From: Tommeteor@aol.com
Date: Mon May 26 2003 - 17:19:43 MDT


In MY opinion, a massive, well-funded, mistake-free, government-supported, single, unopposed AI project would be very nice. Unfortunately, it's not going to happen that way any more than I can grow pizza on my head. Anything that gets tax dollars - never mind full government funding - gets bogged down in the swamp of lobbyists, regulations, and political debates. Just look at the tax code - it now would fill a full set of encyclopedias. Second, 90% of the public isn't going to have the slightest idea - or be interested even if they did have an idea - of what AI is.
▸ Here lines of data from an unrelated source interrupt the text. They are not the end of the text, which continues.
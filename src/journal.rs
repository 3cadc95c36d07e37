use std::path::Path;

use tokio::fs;

use crate::{parse::ObservationMetadata, Result};

const JOURNAL_DATE_FORMAT: &str = "%-d %B %Y %I:%M%p";

/// The Markdown summary of a crawl: one section per visited observation, in visiting order.
#[derive(Debug, Clone)]
pub struct Journal {
    owner: String,
    sections: Vec<String>,
}

impl Journal {
    pub fn new(owner: impl Into<String>) -> Self {
        Self {
            owner: owner.into(),
            sections: Vec::new(),
        }
    }

    pub fn push(&mut self, metadata: &ObservationMetadata) {
        self.sections.push(format_section(metadata));
    }

    pub fn sections(&self) -> &[String] {
        &self.sections
    }

    pub fn len(&self) -> usize {
        self.sections.len()
    }

    pub fn is_empty(&self) -> bool {
        self.sections.is_empty()
    }

    pub fn render(&self) -> String {
        let mut md = format!("# Tapestry observations for {}\n\n", self.owner);
        for section in &self.sections {
            md.push_str(section);
        }
        md
    }

    /// Writes the rendered journal, creating the parent directory if needed.
    pub async fn write_to(&self, path: &Path) -> Result<()> {
        if let Some(parent) = path.parent() {
            fs::create_dir_all(parent).await?;
        }
        fs::write(path, self.render()).await?;
        Ok(())
    }
}

fn format_section(metadata: &ObservationMetadata) -> String {
    format!(
        "## {}\n\n### {}, {}\n\n{}\n\n",
        metadata.title,
        metadata.artist,
        metadata.date.format(JOURNAL_DATE_FORMAT),
        metadata.description
    )
}
use std::process::ExitCode;

use chrono::Local;
use tapestry_archive::{info_time, process::Crawler, CrawlConfig, Error, Result};
use tracing_subscriber::EnvFilter;

#[tokio::main]
async fn main() -> Result<ExitCode> {
    tracing_subscriber::fmt()
        .with_env_filter(EnvFilter::try_from_default_env().unwrap_or_else(|_| "info".into()))
        .init();

    let start_time = Local::now();
    let config = CrawlConfig::from_env()?;

    match Crawler::new(config)?.run().await {
        Ok(report) => {
            info_time!(
                start_time,
                "Archived {} observations ({} images, {} videos).",
                report.pages,
                report.images,
                report.videos
            );
            Ok(ExitCode::SUCCESS)
        }
        Err(Error::SessionExpired) => {
            println!("ERROR: You appear to be logged out. Check cookie value.");
            Ok(ExitCode::FAILURE)
        }
        Err(e) => Err(e),
    }
}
The public is just too busy going about their daily lives. Third, advanced AIs can't be regulated. Period. We have a hard time regulating Windows XP - let alone an intelligent being. AIs are simply too sophisticated, and they are too GOOD at things like obscuration and programming code, for a team of merely human regulators to do much good. The terrorists had no trouble pulling off 9/11 - imagine what a being with a hyper-fast computational brain
could do! May I quote Eliezer - "Humans stink at network security; it's not our native environment." That's what I call the Home Team Advantage - people in their native environments can't be subdued, or even regulated and inspected, easily. Our native hunter - gatherer environment is eons away from modern society - an AI's native environment IS modern society. Since AI can potentially do good for everyone, everyone will want an AI to do their bidding. Regulating AI is like trying to regulate nuclear weapons, worse, intelligent nuclear weapons, who are ten times more skilled about getting along in our modern day environment and manipulating it than any human, and can disguise themselves as ordinary humans with good intentions.